# New diy sump build



## Rookie2013 (Jan 17, 2013)

Hi guys/gals i have finally decided to upgrade from my existing sump to a 125G DIY sump (72 x 18 x 22) to ease out my maintenance, water changes as well as increase the water flow. I will be moving this sump into my basement in the furnace room. My display tank is sitting on the main floor/fmly room. My furnace room in in the basement diagonally across my display tank which is on the floor above. The total distance from my display to the furnace room is 30ft across and the height is 9ft (3ft from my sump to the ceiling + from floor above to my tank 6 ft).

My display has 2 x 1" corner overflow + i have another 1" overflow from my frag tank sitting besides my display. I would like to plumb everything in the same sump.
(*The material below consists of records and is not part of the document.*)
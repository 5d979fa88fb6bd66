//! Outbound mail configuration.

use serde::{Deserialize, Serialize};

/// Which mail transport to build at startup.
#[derive(Debug, Clone, Copy, PartialEq, Eq, Serialize, Deserialize)]
#[serde(rename_all = "lowercase")]
pub enum MailProvider {
    /// Write messages to the log instead of sending them.
    Log,
    /// Relay through an SMTP server.
    Smtp,
}

/// SMTP relay and sender identity.
#[derive(Debug, Clone, Serialize, Deserialize)]
pub struct MailConfig {
    /// Transport to use.
    #[serde(default = "default_provider")]
    pub provider: MailProvider,
    /// SMTP host.
    #[serde(default = "default_host")]
    pub host: String,
    /// SMTP port. Port 465 uses implicit TLS, anything else STARTTLS.
    #[serde(default = "default_port")]
    pub port: u16,
    /// SMTP username.
    #[serde(default)]
    pub username: Option<String>,
    /// SMTP password.
    #[serde(default)]
    pub password: Option<String>,
    /// Whether to use TLS at all.
    #[serde(default = "default_true")]
    pub use_tls: bool,
    /// Sender address.
    #[serde(default = "default_from_address")]
    pub from_address: String,
    /// Sender display name.
    #[serde(default)]
    pub from_name: Option<String>,
}

impl Default for MailConfig {
    fn default() -> Self {
        Self {
            provider: default_provider(),
            host: default_host(),
            port: default_port(),
            username: None,
            password: None,
            use_tls: default_true(),
            from_address: default_from_address(),
            from_name: None,
        }
    }
}

fn default_provider() -> MailProvider {
    MailProvider::Log
}

fn default_host() -> String {
    "localhost".to_string()
}

fn default_port() -> u16 {
    587
}

fn default_true() -> bool {
    true
}

fn default_from_address() -> String {
    "no-reply@localhost".to_string()
}
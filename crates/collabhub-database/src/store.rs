//! The persistence contract of the collaborator core.
//!
//! Grants live in two tables with identical shape (`user_folders` and
//! `user_files`), so every grant operation takes a [`ResourceKind`] instead
//! of being duplicated per table.

use std::fmt::Debug;

use async_trait::async_trait;
use uuid::Uuid;

use collabhub_core::result::AppResult;
use collabhub_entity::grant::{AccessType, Collaborator, Grant, NewGrant, ResourceKind};
use collabhub_entity::user::User;

/// Filter for [`CollaboratorStore::find_grants`].
#[derive(Debug, Clone, Copy)]
pub struct GrantQuery<'a> {
    /// Holder of the grants.
    pub user_id: Uuid,
    /// Resource ids to look at.
    pub resource_ids: &'a [Uuid],
    /// Skip grants carrying this access level.
    pub exclude: Option<AccessType>,
}

impl<'a> GrantQuery<'a> {
    /// Grants of `user_id` on `resource_ids`.
    pub fn new(user_id: Uuid, resource_ids: &'a [Uuid]) -> Self {
        Self {
            user_id,
            resource_ids,
            exclude: None,
        }
    }

    /// Skip grants with the given access level.
    pub fn excluding(mut self, access_type: AccessType) -> Self {
        self.exclude = Some(access_type);
        self
    }
}

/// Generic query interface over users and access grants.
///
/// Implementations must uphold:
/// - at most one grant per (resource, user);
/// - grants on binned resources are invisible to `find_grants`;
/// - `update_access` and `delete_grants` never touch `owner` rows.
#[async_trait]
pub trait CollaboratorStore: Send + Sync + Debug + 'static {
    /// Find a user by primary key.
    async fn find_user_by_id(&self, id: Uuid) -> AppResult<Option<User>>;

    /// Find a user by email (case-insensitive).
    async fn find_user_by_email(&self, email: &str) -> AppResult<Option<User>>;

    /// Grants matching `query` on live (non-binned) resources.
    async fn find_grants(
        &self,
        kind: ResourceKind,
        query: &GrantQuery<'_>,
    ) -> AppResult<Vec<Grant>>;

    /// Insert grants, silently skipping any (resource, user) pair that
    /// already exists. Returns the number of rows inserted.
    async fn create_grants(&self, kind: ResourceKind, grants: &[NewGrant]) -> AppResult<u64>;

    /// Set `access_type` on the non-owner grants of `user_id` over
    /// `resource_ids`. Returns the number of rows whose level changed.
    async fn update_access(
        &self,
        kind: ResourceKind,
        user_id: Uuid,
        resource_ids: &[Uuid],
        access_type: AccessType,
    ) -> AppResult<u64>;

    /// Remove the non-owner grants of `user_id` over `resource_ids`.
    /// Returns the number of rows removed.
    async fn delete_grants(
        &self,
        kind: ResourceKind,
        user_id: Uuid,
        resource_ids: &[Uuid],
    ) -> AppResult<u64>;

    /// Every grant on one resource, joined with the holder's email.
    async fn list_collaborators(
        &self,
        kind: ResourceKind,
        resource_id: Uuid,
    ) -> AppResult<Vec<Collaborator>>;

    /// Whether the backing store is reachable.
    async fn health_check(&self) -> bool;
}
Here are my questions which i am looking for some answers and would appreciate your input so i can derive the maximum benefit out of this sump.
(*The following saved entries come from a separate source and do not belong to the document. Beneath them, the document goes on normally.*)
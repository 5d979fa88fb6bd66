//! Grant entity model.

use chrono::{DateTime, Utc};
use serde::{Deserialize, Serialize};
use sqlx::FromRow;
use uuid::Uuid;

use super::access::AccessType;

/// Kind of resource a grant points at.
#[derive(Debug, Clone, Copy, PartialEq, Eq, Hash, Serialize, Deserialize)]
#[serde(rename_all = "lowercase")]
pub enum ResourceKind {
    /// A folder resource (`user_folders`).
    Folder,
    /// A file resource (`user_files`).
    File,
}

impl ResourceKind {
    /// Return the kind as a lowercase string.
    pub fn as_str(&self) -> &'static str {
        match self {
            Self::Folder => "folder",
            Self::File => "file",
        }
    }
}

impl std::fmt::Display for ResourceKind {
    fn fmt(&self, f: &mut std::fmt::Formatter<'_>) -> std::fmt::Result {
        write!(f, "{}", self.as_str())
    }
}

/// One user's access to one folder or file.
///
/// There is exactly one grant per (resource, user) pair.
#[derive(Debug, Clone, PartialEq, Eq, Serialize, Deserialize, FromRow)]
pub struct Grant {
    /// The folder or file id.
    pub resource_id: Uuid,
    /// The user holding the grant.
    pub user_id: Uuid,
    /// The access level.
    pub access_type: AccessType,
    /// When the grant was created.
    pub created_at: DateTime<Utc>,
    /// When the access level last changed.
    pub updated_at: DateTime<Utc>,
}

/// Data required to create a grant.
#[derive(Debug, Clone, PartialEq, Eq, Serialize, Deserialize)]
pub struct NewGrant {
    /// The folder or file id.
    pub resource_id: Uuid,
    /// The user receiving access.
    pub user_id: Uuid,
    /// The access level.
    pub access_type: AccessType,
}

/// A grant joined with the holder's email, for listing.
#[derive(Debug, Clone, Serialize, Deserialize, FromRow)]
#[serde(rename_all = "camelCase")]
pub struct Collaborator {
    /// The user holding the grant.
    pub user_id: Uuid,
    /// The user's email.
    pub email: String,
    /// The access level.
    pub access_type: AccessType,
}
I am trying to keep it as simple as possible. In my sump i am going to have overflow section than a section to hold 2 x 4" filter socks, a mechanical filter section holding a Skimmer, GFO+CARBON REACTORS, 13 litres of SIPORAX MATRIX), a BIG REFUGIUM and a return pump section.

> Some ideas on designing my sump (NO EXPERIENCE IN THIS AT ALL. Baffles, bubbletrap its confusing. anyways i have made a sketch diagram (see below) and would lilke to know what you guys think or shall i modify etc.)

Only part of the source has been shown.